While we evaluated the companies below, they did not make the cut for different reasons, namely a limited range of assets, higher rates than average, and controversies surrounding business practices.

Robinhood

Pros
  • Streamlined, easy-to-understand platform
  • No account minimum
  • Low trading costs
Cons
  • Limited educational materials and trading tools
  • High margin rate for non-premium users
  • Poor customer support

Robinhood is a popular online trading platform among new and experienced retail investors. Its intuitive and easy-to-use web and mobile platform offers a streamlined experience, known for gamifying the way people invest. Like many other discount brokers, Robinhood features no commission fees and access to stocks, ETFs, options, IPOs, fractional shares and crypto.

Why it didn’t make the cut: Robinhood’s educational resources and research tools aren’t as comprehensive as other brokers, and only offers real-time market data and professional research if you subscribe to its Gold plan. The broker has also been involved in controversies related to company reliability, data breaches and trustworthiness.

SoFi

Pros
  • No account minimum
  • Barely any fees
Cons
  • Only stocks and ETFs available
  • No tax loss harvesting

SoFi’s user-friendly platform lets you manage banking and investing accounts all from one place. You can choose between DIY investing, automated investing or tax-optimized retirement accounts. In addition, you can get counseling from the company’s financial planners.

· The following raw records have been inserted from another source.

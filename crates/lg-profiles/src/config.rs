//! Engine configuration
//!
//! Loaded from a JSON file; every field has a default so an empty object (or
//! no file at all) is a valid configuration.

use std::fs;
use std::path::{Path, PathBuf};
use std::time::Duration;

use serde::{Deserialize, Serialize};
use thiserror::Error;

#[derive(Debug, Error)]
pub enum ConfigError {
    #[error("Failed to read {path}: {source}")]
    Read {
        path: PathBuf,
        #[source]
        source: std::io::Error,
    },

    #[error("Failed to parse {path}: {source}")]
    Parse {
        path: PathBuf,
        #[source]
        source: serde_json::Error,
    },

    #[error("Public suffix list rejected: {0}")]
    PublicSuffixList(#[from] lg_core::PslError),
}

#[derive(Debug, Clone, Serialize, Deserialize)]
pub struct EngineConfig {
    /// Holds `<name>.txt` list caches and `<name>.json` metadata records
    #[serde(default = "default_storage_dir")]
    pub storage_dir: PathBuf,

    /// How often the scheduler looks for due profiles
    #[serde(default = "default_check_interval_secs")]
    pub check_interval_secs: u64,

    /// Interval for profiles added without one
    #[serde(default = "default_update_interval_days")]
    pub default_update_interval_days: u64,

    /// Optional Public Suffix List file for registrable-domain computation
    #[serde(default)]
    pub public_suffix_list: Option<PathBuf>,

    #[serde(default)]
    pub fetch: FetchConfig,

    #[serde(default)]
    pub logging: LoggingConfig,
}

#[derive(Debug, Clone, Serialize, Deserialize)]
pub struct FetchConfig {
    #[serde(default = "default_timeout_secs")]
    pub timeout_secs: u64,
    #[serde(default = "default_max_size_bytes")]
    pub max_size_bytes: u64,
    #[serde(default = "default_user_agent")]
    pub user_agent: String,
}

#[derive(Debug, Clone, Serialize, Deserialize)]
pub struct LoggingConfig {
    #[serde(default = "default_log_level")]
    pub level: String,
}

// Defaults
fn default_storage_dir() -> PathBuf {
    PathBuf::from("./filters")
}
fn default_check_interval_secs() -> u64 {
    3600
}
fn default_update_interval_days() -> u64 {
    4
}
fn default_timeout_secs() -> u64 {
    30
}
fn default_max_size_bytes() -> u64 {
    16 * 1024 * 1024
}
fn default_user_agent() -> String {
    format!("ListGuard/{}", env!("CARGO_PKG_VERSION"))
}
fn default_log_level() -> String {
    "info".to_string()
}

impl Default for EngineConfig {
    fn default() -> Self {
        Self {
            storage_dir: default_storage_dir(),
            check_interval_secs: default_check_interval_secs(),
            default_update_interval_days: default_update_interval_days(),
            public_suffix_list: None,
            fetch: FetchConfig::default(),
            logging: LoggingConfig::default(),
        }
    }
}

impl Default for FetchConfig {
    fn default() -> Self {
        Self {
            timeout_secs: default_timeout_secs(),
            max_size_bytes: default_max_size_bytes(),
            user_agent: default_user_agent(),
        }
    }
}

impl Default for LoggingConfig {
    fn default() -> Self {
        Self {
            level: default_log_level(),
        }
    }
}

impl EngineConfig {
    pub fn load(path: impl AsRef<Path>) -> Result<Self, ConfigError> {
        let path = path.as_ref();
        let contents = fs::read_to_string(path).map_err(|source| ConfigError::Read {
            path: path.to_path_buf(),
            source,
        })?;
        serde_json::from_str(&contents).map_err(|source| ConfigError::Parse {
            path: path.to_path_buf(),
            source,
        })
    }

    /// Load `path` if given, defaults otherwise.
    pub fn load_or_default(path: Option<&Path>) -> Result<Self, ConfigError> {
        match path {
            Some(path) => Self::load(path),
            None => Ok(Self::default()),
        }
    }

    pub fn check_interval(&self) -> Duration {
        Duration::from_secs(self.check_interval_secs.max(1))
    }

    pub fn default_update_interval(&self) -> Duration {
        Duration::from_secs(self.default_update_interval_days.saturating_mul(24 * 60 * 60))
    }

    pub fn fetch_timeout(&self) -> Duration {
        Duration::from_secs(self.fetch.timeout_secs)
    }

    /// Install the configured Public Suffix List, if any. Returns whether a
    /// list was installed by this call.
    pub fn install_public_suffix_list(&self) -> Result<bool, ConfigError> {
        let path = match &self.public_suffix_list {
            Some(path) => path,
            None => return Ok(false),
        };
        let text = fs::read_to_string(path).map_err(|source| ConfigError::Read {
            path: path.clone(),
            source,
        })?;
        match lg_core::install_public_suffix_list(&text) {
            Ok(()) => Ok(true),
            Err(lg_core::PslError::AlreadyInstalled) => Ok(false),
            Err(e) => Err(e.into()),
        }
    }
}

#[cfg(test)]
mod tests {
    use super::*;

    #[test]
    fn test_defaults_from_empty_object() {
        let config: EngineConfig = serde_json::from_str("{}").unwrap();
        assert_eq!(config.storage_dir, PathBuf::from("./filters"));
        assert_eq!(config.check_interval(), Duration::from_secs(3600));
        assert_eq!(config.default_update_interval(), Duration::from_secs(4 * 86400));
        assert_eq!(config.fetch.max_size_bytes, 16 * 1024 * 1024);
        assert_eq!(config.logging.level, "info");
        assert!(config.fetch.user_agent.starts_with("ListGuard/"));
    }

    #[test]
    fn test_huge_default_interval_saturates() {
        let config: EngineConfig =
            serde_json::from_str(r#"{"default_update_interval_days": 18446744073709551615}"#).unwrap();
        assert_eq!(config.default_update_interval(), Duration::from_secs(u64::MAX));
    }

    #[test]
    fn test_partial_override() {
        let config: EngineConfig =
            serde_json::from_str(r#"{"storage_dir": "/tmp/lists", "fetch": {"timeout_secs": 5}}"#).unwrap();
        assert_eq!(config.storage_dir, PathBuf::from("/tmp/lists"));
        assert_eq!(config.fetch_timeout(), Duration::from_secs(5));
        assert_eq!(config.fetch.max_size_bytes, 16 * 1024 * 1024);
    }

    #[test]
    fn test_load_errors() {
        let dir = tempfile::tempdir().unwrap();
        let missing = dir.path().join("missing.json");
        assert!(matches!(EngineConfig::load(&missing), Err(ConfigError::Read { .. })));

        let broken = dir.path().join("broken.json");
        fs::write(&broken, "{ not json").unwrap();
        assert!(matches!(EngineConfig::load(&broken), Err(ConfigError::Parse { .. })));
    }

    #[test]
    fn test_no_public_suffix_list_configured() {
        assert!(!EngineConfig::default().install_public_suffix_list().unwrap());
    }
}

Why it didn’t make the cut: Compared to competitors in our list, SoFi selection of investment products is somewhat limited. For instance, its ETFs offering is mainly limited to SoFi’s own funds and Vanguard. However, it’s a good option for newer investors, especially if you’re already familiar with SoFi’s banking products.

Disclosure: INVESTMENTS ARE NOT FDIC INSURED • ARE NOT BANK GUARANTEED • MAY LOSE VALUE. Brokerage and Active investing products offered through SoFi Securities LLC, member FINRA / SIPC.

Public

Pros
  • Social media features
  • Crypto and fractional shares available
  • Account funding via debit card
Cons
  • No mutual funds or options trading
  • Paywalled date and market metrics

Public stands out as one of the few investing platforms that offers engaging social media features. You can follow other Public users, exchange trading ideas and share market news all within the same platform. Aside from its social features, Public offers similar features to those of most discount brokers.

Why it didn’t make the cut: Public doesn’t let you invest in mutual funds, options, OTC securities or fixed income securities, like CDs or bonds.

What you need to know about online trading platforms

Online trading platforms, or online brokers, let you buy and sell assets like stocks, bonds, mutual funds, options and crypto via a mobile app or website. These platforms are designed for you to easily open an account, deposit money and start trading within just a few minutes.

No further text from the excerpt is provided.